What you should do - From the data that follows, copy every line with the string "never".

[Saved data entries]
■ ■ ■

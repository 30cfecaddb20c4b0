//! Cross-run duplicate avoidance: the persisted set of accepted hashes.

use std::collections::HashSet;
use std::fs;
use std::path::Path;
use std::sync::Mutex;

use log::info;

use crate::error::Result;
use crate::types::ContentHash;

/// Set of content hashes accepted in this or any previous run.
///
/// Loaded at startup, mutated on every accepted candidate, and rewritten in
/// full on save. Hashes are never removed during a run. Shared across worker
/// threads; membership check and insert happen under one lock acquisition so
/// two workers can never both accept byte-identical payloads.
pub struct SeenHashSet {
    inner: Mutex<HashSet<ContentHash>>,
}

impl SeenHashSet {
    /// Create an empty set
    pub fn new() -> Self {
        Self {
            inner: Mutex::new(HashSet::new()),
        }
    }

    /// Load the set from a JSON array of hex strings.
    ///
    /// A missing file yields an empty set; a present but unparseable file is
    /// an error, since silently starting empty would re-admit every
    /// previously collected image.
    pub fn load(path: &Path) -> Result<Self> {
        if !path.exists() {
            return Ok(Self::new());
        }
        let data = fs::read_to_string(path)?;
        let hashes: Vec<ContentHash> = serde_json::from_str(&data)?;
        info!("Loaded {} known hashes from {}", hashes.len(), path.display());
        Ok(Self {
            inner: Mutex::new(hashes.into_iter().collect()),
        })
    }

    /// Atomically check membership and insert.
    ///
    /// Returns true if the hash was not previously present, i.e. the
    /// candidate is new.
    pub fn check_and_insert(&self, hash: ContentHash) -> bool {
        self.inner.lock().unwrap().insert(hash)
    }

    /// Check membership without inserting
    pub fn contains(&self, hash: &ContentHash) -> bool {
        self.inner.lock().unwrap().contains(hash)
    }

    pub fn len(&self) -> usize {
        self.inner.lock().unwrap().len()
    }

    pub fn is_empty(&self) -> bool {
        self.len() == 0
    }

    /// Rewrite the persistence file with the full set.
    ///
    /// Hashes are written sorted so the file diffs cleanly between runs.
    pub fn save(&self, path: &Path) -> Result<()> {
        if let Some(parent) = path.parent() {
            if !parent.as_os_str().is_empty() {
                fs::create_dir_all(parent)?;
            }
        }
        let mut hashes: Vec<String> = {
            let guard = self.inner.lock().unwrap();
            guard.iter().map(ContentHash::to_hex).collect()
        };
        hashes.sort();
        fs::write(path, serde_json::to_string_pretty(&hashes)?)?;
        Ok(())
    }
}

impl Default for SeenHashSet {
    fn default() -> Self {
        Self::new()
    }
}

// -- Tests --

#[cfg(test)]
mod tests {
    use super::*;
    use tempfile::tempdir;

    #[test]
    fn test_check_and_insert_accepts_once() {
        let seen = SeenHashSet::new();
        let hash = ContentHash::of(b"some payload");

        assert!(seen.check_and_insert(hash));
        assert!(!seen.check_and_insert(hash));
        assert_eq!(seen.len(), 1);
    }

    #[test]
    fn test_load_missing_file_yields_empty_set() {
        let dir = tempdir().unwrap();
        let seen = SeenHashSet::load(&dir.path().join("absent.json")).unwrap();
        assert!(seen.is_empty());
    }

    #[test]
    fn test_save_and_load_round_trip() {
        let dir = tempdir().unwrap();
        let path = dir.path().join("seen_hashes.json");

        let seen = SeenHashSet::new();
        let a = ContentHash::of(b"first");
        let b = ContentHash::of(b"second");
        seen.check_and_insert(a);
        seen.check_and_insert(b);
        seen.save(&path).unwrap();

        let reloaded = SeenHashSet::load(&path).unwrap();
        assert_eq!(reloaded.len(), 2);
        assert!(reloaded.contains(&a));
        assert!(reloaded.contains(&b));
    }

    #[test]
    fn test_save_writes_json_array_of_hex() {
        let dir = tempdir().unwrap();
        let path = dir.path().join("seen_hashes.json");

        let seen = SeenHashSet::new();
        seen.check_and_insert(ContentHash::of(b"payload"));
        seen.save(&path).unwrap();

        let text = std::fs::read_to_string(&path).unwrap();
        let parsed: Vec<String> = serde_json::from_str(&text).unwrap();
        assert_eq!(parsed.len(), 1);
        assert_eq!(parsed[0].len(), 64);
    }
}
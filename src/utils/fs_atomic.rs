use rand::{distributions::Alphanumeric, Rng};
use std::fs;
use std::io::{self, Write};
use std::path::{Path, PathBuf};

pub fn ensure_dir_for_file(path: impl AsRef<Path>) -> io::Result<()> {
    if let Some(parent) = path.as_ref().parent() {
        if !parent.as_os_str().is_empty() {
            fs::create_dir_all(parent)?;
        }
    }
    Ok(())
}

pub fn temp_sibling_path(path: impl AsRef<Path>) -> PathBuf {
    let path = path.as_ref();
    let parent = path.parent().unwrap_or_else(|| Path::new("."));
    let file_name = path
        .file_name()
        .and_then(|s| s.to_str())
        .unwrap_or("geoquiz");
    let token: String = rand::thread_rng()
        .sample_iter(&Alphanumeric)
        .take(8)
        .map(char::from)
        .collect();
    parent.join(format!(".{}.{}.tmp", file_name, token))
}

/// Writes through a sibling temp file and renames it over `path`.
pub fn atomic_write_text_file(path: impl AsRef<Path>, content: &str, mode: u32) -> io::Result<()> {
    let path = path.as_ref();
    ensure_dir_for_file(path)?;
    let tmp = temp_sibling_path(path);
    let written = (|| {
        let mut file = fs::OpenOptions::new()
            .create(true)
            .write(true)
            .truncate(true)
            .open(&tmp)?;
        #[cfg(unix)]
        {
            use std::os::unix::fs::PermissionsExt;
            fs::set_permissions(&tmp, fs::Permissions::from_mode(mode))?;
        }
        #[cfg(not(unix))]
        let _ = mode;
        file.write_all(content.as_bytes())?;
        file.sync_all()
    })();
    if let Err(err) = written {
        let _ = fs::remove_file(&tmp);
        return Err(err);
    }
    fs::rename(&tmp, path)
}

■ ■ ■

Result of the exercise -
/// full on save. Hashes are never removed during a run. Shared across worker
/// two workers can never both accept byte-identical payloads.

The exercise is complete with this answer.